In an interview, the company's vice president of special projects, Will Pomerantz, said the rocket dropped from the plane as intended and in a controlled manner. The engine also ignited when and how they expected—a real challenge for a mid-air, liquid fueled rocket. "That is the biggest single technical risk of the program retired," Pomerantz said.
After ignition, the engine burned for "a couple" of seconds before something happened with the booster. The launch team is already reviewing data to learn whether this was a hardware, software, or some other type of issue. "We’ve got some good reasons for optimism based upon our very early looks at the data," Pomerantz said.
A capstone test
Prior to Monday's test, Virgin Orbit officials attempted to set expectations fairly low for the flight, which carried no commercial payload. "The data is the product of this flight," the company's chief executive, Dan Hart, said during a call with reporters on Saturday. By extension, every second of the rocket's flight would bring additional data. The company had hoped for minutes of data as LauncherOne climbed to orbit, however.

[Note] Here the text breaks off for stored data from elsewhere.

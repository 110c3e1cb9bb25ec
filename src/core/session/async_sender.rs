// src/core/session/async_sender.rs

//! The per-session outbound queue and the worker thread that drains it.
//!
//! The worker waits on the queue while it is empty and the session is open.
//! Once it observes the session's closed flag it exits without forwarding any
//! further entries; whatever is still queued is discarded by [`AsyncSender::purge`].

use super::SessionStats;
use crate::connection::Connection;
use crate::core::concurrent::{AtomicBoolean, BlockingQueue};
use crate::core::connector::{Connector, ProducerInfo};
use crate::core::errors::{CmsError, CmsResult};
use crate::core::message::Message;
use crate::core::metrics;
use parking_lot::{Condvar, Mutex};
use std::panic::{AssertUnwindSafe, catch_unwind};
use std::sync::{Arc, Weak};
use std::thread::{self, JoinHandle};
use std::time::Duration;
use tracing::{debug, error, warn};

/// A snapshot of a sent message and the producer it was sent through.
pub struct OutboundMessage {
    pub message: Message,
    pub producer: Arc<ProducerInfo>,
}

/// Counts entries that were enqueued but not yet forwarded or purged.
#[derive(Default)]
struct Outstanding {
    count: Mutex<usize>,
    drained: Condvar,
}

impl Outstanding {
    fn add(&self) {
        *self.count.lock() += 1;
    }

    fn release(&self, n: usize) {
        let mut count = self.count.lock();
        *count = count.saturating_sub(n);
        if *count == 0 {
            self.drained.notify_all();
        }
    }
}

/// Everything the worker loop needs, moved onto its thread.
struct SendLoop {
    session_id: u64,
    queue: Arc<BlockingQueue<OutboundMessage>>,
    closed: Arc<AtomicBoolean>,
    connector: Arc<dyn Connector>,
    connection: Weak<Connection>,
    stats: Arc<SessionStats>,
    outstanding: Arc<Outstanding>,
}

pub struct AsyncSender {
    session_id: u64,
    queue: Arc<BlockingQueue<OutboundMessage>>,
    outstanding: Arc<Outstanding>,
    worker: Mutex<Option<JoinHandle<()>>>,
    started: AtomicBoolean,
}

impl AsyncSender {
    pub fn new(session_id: u64) -> Self {
        Self {
            session_id,
            queue: Arc::new(BlockingQueue::new()),
            outstanding: Arc::new(Outstanding::default()),
            worker: Mutex::new(None),
            started: AtomicBoolean::new(false),
        }
    }

    /// Spawns the worker thread. A sender is started at most once.
    pub fn start(
        &self,
        closed: Arc<AtomicBoolean>,
        connector: Arc<dyn Connector>,
        connection: Weak<Connection>,
        stats: Arc<SessionStats>,
    ) -> CmsResult<()> {
        if self.started.get_and_set(true) {
            return Err(CmsError::InvalidState(format!(
                "Session {}: async send worker was already started",
                self.session_id
            )));
        }
        let send_loop = SendLoop {
            session_id: self.session_id,
            queue: self.queue.clone(),
            closed,
            connector,
            connection,
            stats,
            outstanding: self.outstanding.clone(),
        };
        let handle = thread::Builder::new()
            .name(format!("session-{}-async-send", self.session_id))
            .spawn(move || run_send_loop(send_loop))
            .map_err(|e| CmsError::Generic(format!("failed to start async send worker: {e}")))?;
        *self.worker.lock() = Some(handle);
        debug!("Session {}: Async send worker started.", self.session_id);
        Ok(())
    }

    /// Queues a snapshot of `message` for the worker and wakes it.
    ///
    /// `closed` is checked under the queue lock. Once it is set, nothing can be
    /// queued behind the final [`purge`](Self::purge).
    pub fn enqueue(
        &self,
        message: &Message,
        producer: Arc<ProducerInfo>,
        closed: &AtomicBoolean,
    ) -> CmsResult<()> {
        self.outstanding.add();
        let entry = OutboundMessage {
            message: message.clone(),
            producer,
        };
        if self.queue.push_unless(entry, |_| closed.get()).is_err() {
            self.outstanding.release(1);
            return Err(CmsError::closed("Session::send"));
        }
        Ok(())
    }

    /// Blocks until every queued message has been forwarded or purged, or until
    /// `closed` becomes true.
    pub fn flush(&self, closed: &AtomicBoolean) {
        let mut count = self.outstanding.count.lock();
        while *count > 0 && !closed.get() {
            self.outstanding
                .drained
                .wait_for(&mut count, Duration::from_millis(50));
        }
    }

    /// Wakes the worker so it sees the closed flag, then waits for it to exit.
    /// The caller must set the closed flag first.
    pub fn stop(&self) {
        self.queue.wake_all();
        self.outstanding.drained.notify_all();
        let Some(handle) = self.worker.lock().take() else {
            return;
        };
        if handle.thread().id() == thread::current().id() {
            warn!(
                "Session {}: Async send worker is stopping itself; not joining.",
                self.session_id
            );
            return;
        }
        if handle.join().is_err() {
            error!(
                "Session {}: Async send worker terminated abnormally.",
                self.session_id
            );
        }
    }

    /// Discards every queued message. Returns how many were dropped.
    pub fn purge(&self) -> usize {
        let discarded = self.queue.drain().len();
        self.outstanding.release(discarded);
        discarded
    }

    /// The number of messages waiting for the worker.
    pub fn pending(&self) -> usize {
        self.queue.len()
    }
}

/// The worker body: forwards queued messages in FIFO order until the session closes.
///
/// A failed or panicking forward is reported to the connection's exception
/// listener and the loop moves on to the next entry.
fn run_send_loop(ctx: SendLoop) {
    let closed = ctx.closed.clone();
    while let Some(OutboundMessage { message, producer }) =
        ctx.queue.take_or_exit(|_| closed.get())
    {
        let result = catch_unwind(AssertUnwindSafe(|| {
            ctx.connector.send(&message, &producer)
        }));
        match result {
            Ok(Ok(())) => {
                ctx.stats.record_async_send();
                metrics::MESSAGES_SENT_TOTAL
                    .with_label_values(&["async"])
                    .inc();
            }
            Ok(Err(e)) => report(
                &ctx,
                CmsError::Generic(format!(
                    "Session {}: async send failed ({e}), recovering",
                    ctx.session_id
                )),
            ),
            Err(_) => report(
                &ctx,
                CmsError::Generic(format!(
                    "Session {}: async send panicked, recovering",
                    ctx.session_id
                )),
            ),
        }
        ctx.outstanding.release(1);
    }
    debug!("Session {}: Async send worker exiting.", ctx.session_id);
}

fn report(ctx: &SendLoop, error: CmsError) {
    warn!("{}", error);
    let listener = ctx
        .connection
        .upgrade()
        .and_then(|connection| connection.exception_listener());
    if let Some(listener) = listener
        && catch_unwind(AssertUnwindSafe(|| listener.on_exception(&error))).is_err()
    {
        error!(
            "Session {}: Exception listener panicked.",
            ctx.session_id
        );
    }
}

Virgin Orbit did not conduct Monday's test casually. It was the endpoint of an incremental, years-long campaign to put the aircraft and rocket through a series of increasingly complicated tests. "We’ve done everything we can think of that we should do, including filling up the rocket and flying it out to the drop point," Hart said. "You essentially get to a point where you have looked under every rock to verify whether the system is ready."
The company presently has about 500 employees, working primarily out of its offices in Long Beach, California. It plans to launch payloads of up to 300kg to low-Earth orbit on LauncherOne at a base price of $12 million. Very roughly, with that level of staffing, Virgin Orbit probably needs to reach a cadence of 10 to 12 flights a year to break even.

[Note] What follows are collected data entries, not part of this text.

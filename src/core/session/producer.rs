// src/core/session/producer.rs

//! A session-owned message producer.

use super::{Closeable, Session};
use crate::core::concurrent::AtomicBoolean;
use crate::core::connector::{ConnectorResource, ProducerInfo};
use crate::core::errors::{CmsError, CmsResult};
use crate::core::message::{DEFAULT_PRIORITY, DeliveryMode, Destination, Message};
use chrono::Utc;
use parking_lot::Mutex;
use std::sync::{Arc, Weak};

const MAX_PRIORITY: u8 = 9;

/// Header defaults a producer applies to every message it sends.
#[derive(Debug, Clone, Copy, PartialEq, Eq)]
pub struct ProducerSettings {
    pub delivery_mode: DeliveryMode,
    pub priority: u8,
    /// Message lifetime in milliseconds; `0` means messages never expire.
    pub time_to_live: i64,
    pub disable_message_id: bool,
    pub disable_timestamp: bool,
}

impl Default for ProducerSettings {
    fn default() -> Self {
        Self {
            delivery_mode: DeliveryMode::default(),
            priority: DEFAULT_PRIORITY,
            time_to_live: 0,
            disable_message_id: false,
            disable_timestamp: false,
        }
    }
}

pub struct MessageProducer {
    info: Arc<ProducerInfo>,
    session: Weak<Session>,
    settings: Mutex<ProducerSettings>,
    closed: AtomicBoolean,
}

impl MessageProducer {
    pub(crate) fn new(info: ProducerInfo, session: Weak<Session>) -> Arc<Self> {
        Arc::new(Self {
            info: Arc::new(info),
            session,
            settings: Mutex::new(ProducerSettings::default()),
            closed: AtomicBoolean::new(false),
        })
    }

    pub fn info(&self) -> &Arc<ProducerInfo> {
        &self.info
    }

    pub fn producer_id(&self) -> &str {
        &self.info.producer_id
    }

    /// The fixed destination, or `None` for an anonymous producer.
    pub fn destination(&self) -> Option<&Destination> {
        self.info.destination.as_ref()
    }

    pub fn is_closed(&self) -> bool {
        self.closed.get()
    }

    pub fn settings(&self) -> ProducerSettings {
        *self.settings.lock()
    }

    pub fn set_delivery_mode(&self, mode: DeliveryMode) {
        self.settings.lock().delivery_mode = mode;
    }

    pub fn set_priority(&self, priority: u8) -> CmsResult<()> {
        if priority > MAX_PRIORITY {
            return Err(CmsError::IllegalArgument(format!(
                "priority must be between 0 and {MAX_PRIORITY}, got {priority}"
            )));
        }
        self.settings.lock().priority = priority;
        Ok(())
    }

    pub fn set_time_to_live(&self, millis: i64) {
        self.settings.lock().time_to_live = millis.max(0);
    }

    pub fn set_disable_message_id(&self, disable: bool) {
        self.settings.lock().disable_message_id = disable;
    }

    pub fn set_disable_timestamp(&self, disable: bool) {
        self.settings.lock().disable_timestamp = disable;
    }

    /// Sends `message` to this producer's destination.
    ///
    /// The message headers are stamped in place, so after the call the caller's
    /// copy shows the producer id, priority, timestamp and expiration that were sent.
    pub fn send(&self, message: &mut Message) -> CmsResult<()> {
        let destination = self.info.destination.clone().ok_or_else(|| {
            CmsError::IllegalArgument(
                "MessageProducer::send - producer has no destination, use send_to".to_string(),
            )
        })?;
        self.dispatch(destination, message)
    }

    /// Sends `message` to `destination` through an anonymous producer.
    pub fn send_to(&self, destination: &Destination, message: &mut Message) -> CmsResult<()> {
        if let Some(own) = &self.info.destination
            && own != destination
        {
            return Err(CmsError::IllegalArgument(format!(
                "MessageProducer::send - producer is bound to {own}, cannot send to {destination}"
            )));
        }
        self.dispatch(destination.clone(), message)
    }

    fn dispatch(&self, destination: Destination, message: &mut Message) -> CmsResult<()> {
        if self.closed.get() {
            return Err(CmsError::InvalidState(
                "MessageProducer::send - Producer Already Closed".to_string(),
            ));
        }
        let session = self.session.upgrade().ok_or_else(|| {
            CmsError::NullPointer("MessageProducer - owning session is gone".to_string())
        })?;

        let settings = self.settings();
        message.destination = Some(destination);
        message.producer_id = Some(self.info.producer_id.clone());
        message.delivery_mode = settings.delivery_mode;
        message.priority = settings.priority;
        message.transaction_id = session
            .active_transaction("MessageProducer::send")?
            .map(|tx| tx.transaction_id);
        if settings.disable_message_id {
            message.message_id = None;
        }
        let now = Utc::now().timestamp_millis();
        message.timestamp = if settings.disable_timestamp { 0 } else { now };
        message.expiration = if settings.time_to_live > 0 {
            now + settings.time_to_live
        } else {
            0
        };

        session.send(message, &self.info)
    }
}

impl Closeable for MessageProducer {
    fn close(&self) -> CmsResult<()> {
        if self.closed.get_and_set(true) {
            return Ok(());
        }
        match self.session.upgrade() {
            Some(session) => session.on_destroy_session_resource(&self.connector_resource()),
            None => Ok(()),
        }
    }

    fn connector_resource(&self) -> ConnectorResource {
        ConnectorResource::Producer((*self.info).clone())
    }
}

Asked about the company's financial situation, Hart declined to directly answer. He said Saturday the company was "locked in place" right now with a focus on the test flight. He did say that Virgin Orbit has a backlog of launch contracts worth "hundreds of millions" of dollars. The company also has an important customer in the US military, which is interested in the potential to launch rapidly and reliably, into any orbital inclination, with the mobility of the 747 aircraft.
But first, Virgin Orbit has to get flying. The company did not say when it will make its next attempt, which seems reasonable considering the need to diagnose Monday's failure and apply those lessons to future tests. The company does appear to be hardware rich, with another rocket ready to go if there was not some serious hardware issue at fault.